O ex-ministro da Secretaria de Comunicação da Presidência da República, Luiz
Gushiken, é o primeiro réu do mensalão a
ser absolvido pelo ministro-relator Joaquim Barbosa, acatando o pedido de
absolvição por falta de provas feito pelo Procurador-Geral da República. Os
outros ministros que já proferiram seus votos seguiram o voto do relato, e
acredita-se que os demais sigam essa
linha de ação. Outros podem ser absolvidos, mas a tendência é de condenação. Quando
terminar essa fase do julgamento, restará ao STF publicar no Diário Oficial uma
decisão conjunta com o tipo de condenação imposta a cada réu. O destino final
dos condenados deve ser a prisão, o que será um ato de resgate da confiança da
população brasileira nas suas instituições jurídicas. Mas, esse julgamento ainda não estará completo, não será um resgate
maiúsculo dessa confiança nas
instituições do País. Não resta dúvida que esse é mais um julgamento político
do que propriamente jurídico. O mensalão, já foi dito várias vezes aqui no blog, é apenas uma ponta do fio do
enorme carretel da corrupção que emperra o desenvolvimento do Brasil. Os
grandes escândalos investigados pela Polícia Federal ou denunciados pela
imprensa investigativa independente, como os Sanguessugas, a compra e votos pelos
governadores de Goiás, do Distrito Federal, São Paulo e outros estados, bem como o desvio de verbas
pelas empreiteiras que constroem os estádios para Copa 2014, e ainda os esquemas de corrupção
envolvendo outras atividades ligadas aos esportes; a lavagem de dinheiro, através de empresas
fantasmas abertas no exterior para financiar campanhas políticas beneficiando
José Serra e outros tantos picaretas do mesmo naipe, são partes de um mesmo
todo que os interesses políticos das elites tradicionais engavetaram ou deturparam,
com o apoio da imprensa engajada ou comprometida com os agentes desses
esquemas. Parlamentares, principalmente os da Câmara dos Deputados, em geral, e
do Senado, na sua maioria, são vetores dos vírus que corroem as bases das
nossas instituições.
Nesse rol de réus do mensalão estão faltando figuras
poupadas pelos interesses acima citados. Não poderia estar ausente do
mesmo, Daniel Dantas, José Serra, José
Agripino Maia, Fernando Collor de Mello, José Sarney, Renan Calheiros, Álvaro
Dias, Inocêncio Oliveira, os editores políticos das revistas Veja e Isso É.

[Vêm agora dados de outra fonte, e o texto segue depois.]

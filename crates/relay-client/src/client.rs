//! The programmatic relay client.
//!
//! [`RelayClient::login`] opens the websocket session and splits it in two:
//! the write half stays on the client for sending requests, and the read half
//! moves into a background read pump that routes every inbound frame by its
//! envelope type — acknowledgments (type 2) resolve the pending request with
//! the matching sequence number, notifies (type 3) are pushed to the channel
//! handed back from `login`, and anything else is ignored.
//!
//! Requests are numbered by a [`SequenceCounter`], so several requests can be
//! in flight on one connection without their acknowledgments getting crossed.

use std::collections::HashMap;
use std::sync::Arc;
use std::time::Duration;

use futures_util::stream::{SplitSink, SplitStream};
use futures_util::{SinkExt, StreamExt};
use thiserror::Error;
use tokio::net::TcpStream;
use tokio::sync::{mpsc, oneshot, Mutex};
use tokio::task::JoinHandle;
use tokio::time::timeout;
use tokio_tungstenite::{
    connect_async,
    tungstenite::{Error as WsError, Message as WsMessage},
    MaybeTlsStream, WebSocketStream,
};
use tracing::debug;

use relay_core::protocol::{Envelope, MessageType, SequenceCounter};

// ── Public API ────────────────────────────────────────────────────────────────

/// How long [`RelayClient::request`] waits for the server's acknowledgment
/// before giving up on it.
pub const ACK_WAIT: Duration = Duration::from_secs(10);

/// Buffered notifies before the read pump blocks on a slow consumer.
const NOTIFY_BUFFER: usize = 64;

/// Errors surfaced by [`RelayClient`].
#[derive(Debug, Error)]
pub enum ClientError {
    /// The handshake, a send, or the connection teardown failed.
    #[error("websocket transport error: {0}")]
    Transport(#[from] WsError),

    /// The server did not acknowledge the request within [`ACK_WAIT`].
    #[error("no acknowledgment for sequence {sequence} within {wait:?}")]
    AckTimeout {
        /// Sequence number of the unacknowledged request.
        sequence: i64,
        /// How long the client waited.
        wait: Duration,
    },

    /// The connection closed while an acknowledgment was still outstanding.
    #[error("connection closed before the acknowledgment arrived")]
    ConnectionClosed,
}

type ClientSink = SplitSink<WebSocketStream<MaybeTlsStream<TcpStream>>, WsMessage>;
type ClientStream = SplitStream<WebSocketStream<MaybeTlsStream<TcpStream>>>;

/// Acknowledgment channels for requests still waiting, keyed by sequence
/// number.
type PendingMap = Arc<Mutex<HashMap<i64, oneshot::Sender<Envelope>>>>;

/// A logged-in relay session.
///
/// # Examples
///
/// ```rust,no_run
/// # async fn demo() -> Result<(), relay_client::ClientError> {
/// use relay_client::RelayClient;
///
/// let (mut client, mut notifies) = RelayClient::login("ws://127.0.0.1:8000", "a").await?;
/// let ack = client.request("hello, everyone").await?;
/// assert_eq!(ack.message, "ok");
/// if let Some(envelope) = notifies.recv().await {
///     println!("{:?} says: {}", envelope.from, envelope.message);
/// }
/// client.logout().await?;
/// # Ok(())
/// # }
/// ```
pub struct RelayClient {
    user: String,
    sink: ClientSink,
    sequence: SequenceCounter,
    pending: PendingMap,
    pump: JoinHandle<()>,
}

impl RelayClient {
    /// Connects to the relay at `url` (e.g. `ws://127.0.0.1:8000`) and logs
    /// in as `user`.
    ///
    /// Returns the session plus the channel on which relayed messages from
    /// other users arrive.  Note that the relay rejects a duplicate identity
    /// by closing the connection *after* the handshake, so a second login
    /// under a live identity succeeds here and then observes the channel
    /// closing.
    ///
    /// # Errors
    ///
    /// Returns an error if the TCP connection or websocket handshake fails.
    pub async fn login(
        url: &str,
        user: &str,
    ) -> Result<(Self, mpsc::Receiver<Envelope>), ClientError> {
        let request_url = format!("{}/?user={user}", url.trim_end_matches('/'));
        let (ws_stream, _response) = connect_async(&request_url).await?;
        debug!("logged in as {user} at {url}");

        let (sink, stream) = ws_stream.split();
        let pending: PendingMap = Arc::new(Mutex::new(HashMap::new()));
        let (notify_tx, notify_rx) = mpsc::channel(NOTIFY_BUFFER);
        let pump = tokio::spawn(read_pump(stream, Arc::clone(&pending), notify_tx));

        Ok((
            Self {
                user: user.to_owned(),
                sink,
                sequence: SequenceCounter::new(),
                pending,
                pump,
            },
            notify_rx,
        ))
    }

    /// The identity this session logged in under.
    pub fn user(&self) -> &str {
        &self.user
    }

    /// Sends `message` to every other connected user and waits for the
    /// server's acknowledgment.
    ///
    /// # Errors
    ///
    /// Returns [`ClientError::AckTimeout`] when no acknowledgment arrives
    /// within [`ACK_WAIT`], and [`ClientError::ConnectionClosed`] when the
    /// connection ends while the request is outstanding.
    pub async fn request(&mut self, message: &str) -> Result<Envelope, ClientError> {
        let sequence = self.sequence.next();
        let (ack_tx, ack_rx) = oneshot::channel();
        self.pending.lock().await.insert(sequence, ack_tx);

        let envelope = Envelope {
            sequence,
            kind: MessageType::Request,
            message: message.to_owned(),
            from: None,
        };
        if let Err(e) = self.sink.send(WsMessage::Text(envelope.encode())).await {
            self.pending.lock().await.remove(&sequence);
            return Err(ClientError::Transport(e));
        }

        match timeout(ACK_WAIT, ack_rx).await {
            Ok(Ok(ack)) => Ok(ack),
            // The read pump drains the pending map when the stream ends.
            Ok(Err(_)) => Err(ClientError::ConnectionClosed),
            Err(_elapsed) => {
                self.pending.lock().await.remove(&sequence);
                Err(ClientError::AckTimeout {
                    sequence,
                    wait: ACK_WAIT,
                })
            }
        }
    }

    /// Closes the session and waits for the read pump to wind down.
    ///
    /// # Errors
    ///
    /// Returns an error if sending the close frame fails; a connection that
    /// is already closed is not an error.
    pub async fn logout(mut self) -> Result<(), ClientError> {
        match self.sink.close().await {
            Ok(()) | Err(WsError::ConnectionClosed) | Err(WsError::AlreadyClosed) => {}
            Err(e) => return Err(ClientError::Transport(e)),
        }
        // The pump exits once the server's side of the close handshake lands.
        let _ = timeout(ACK_WAIT, self.pump).await;
        debug!("logged out {}", self.user);
        Ok(())
    }
}

// ── Read pump ─────────────────────────────────────────────────────────────────

/// Routes inbound frames until the connection ends, then fails every request
/// still waiting for its acknowledgment.
async fn read_pump(
    mut stream: ClientStream,
    pending: PendingMap,
    notifies: mpsc::Sender<Envelope>,
) {
    while let Some(frame) = stream.next().await {
        let text = match frame {
            Ok(WsMessage::Text(text)) => text,
            // Binary, ping, pong, close, and raw frames: nothing to route.
            Ok(_) => continue,
            Err(e) => {
                debug!("read pump ending: {e}");
                break;
            }
        };

        let envelope = Envelope::decode_lossy(&text);
        match envelope.kind {
            MessageType::Response => {
                if let Some(ack_tx) = pending.lock().await.remove(&envelope.sequence) {
                    let _ = ack_tx.send(envelope);
                } else {
                    debug!("unmatched acknowledgment for sequence {}", envelope.sequence);
                }
            }
            MessageType::Notify => {
                // A dropped receiver is fine; keep pumping so outstanding
                // requests still get their acknowledgments.
                let _ = notifies.send(envelope).await;
            }
            other => {
                debug!("ignoring inbound frame of type {:?}", i64::from(other));
            }
        }
    }

    // Dropping the senders wakes every waiter with a closed-channel error.
    pending.lock().await.clear();
}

Principalmente, os editores dessas revistas, que conhecem o submundo da pocilga
que é a política brasileira, e só divulgam o que é dos seus interesses. Além do
banco RURAL, continuamente citado no processo, deveria constar igualmente o banco
Oportunity, de Daniel Dantas, de onde saiu a maioria dos recursos que
financiaram os grandes esquemas de corrupção. Seriam oportuno fazer uma checagem
das tramoias praticadas por esse banco nas últimas décadas. E investigar as
relações escusas de Daniel Dantas com
agentes do poder federal e dos grandes partidos políticos. Precisa ser
explicada essa proximidade promiscua de
Dantas com o Poder, e as relações de gestores
públicos com o banqueiro. É indispensável juntar todas as peças desse esquema
de corrupção das últimas quatro décadas, mudar o estatuto da prescrição de
crimes e colocar essa gente no banco dos réus. Seja lá quem for; doa em quem
doer. Só assim é possível passar o Brasil a limpo. O blog ainda voltará ao tema, no contexto dos rumos do mensalão.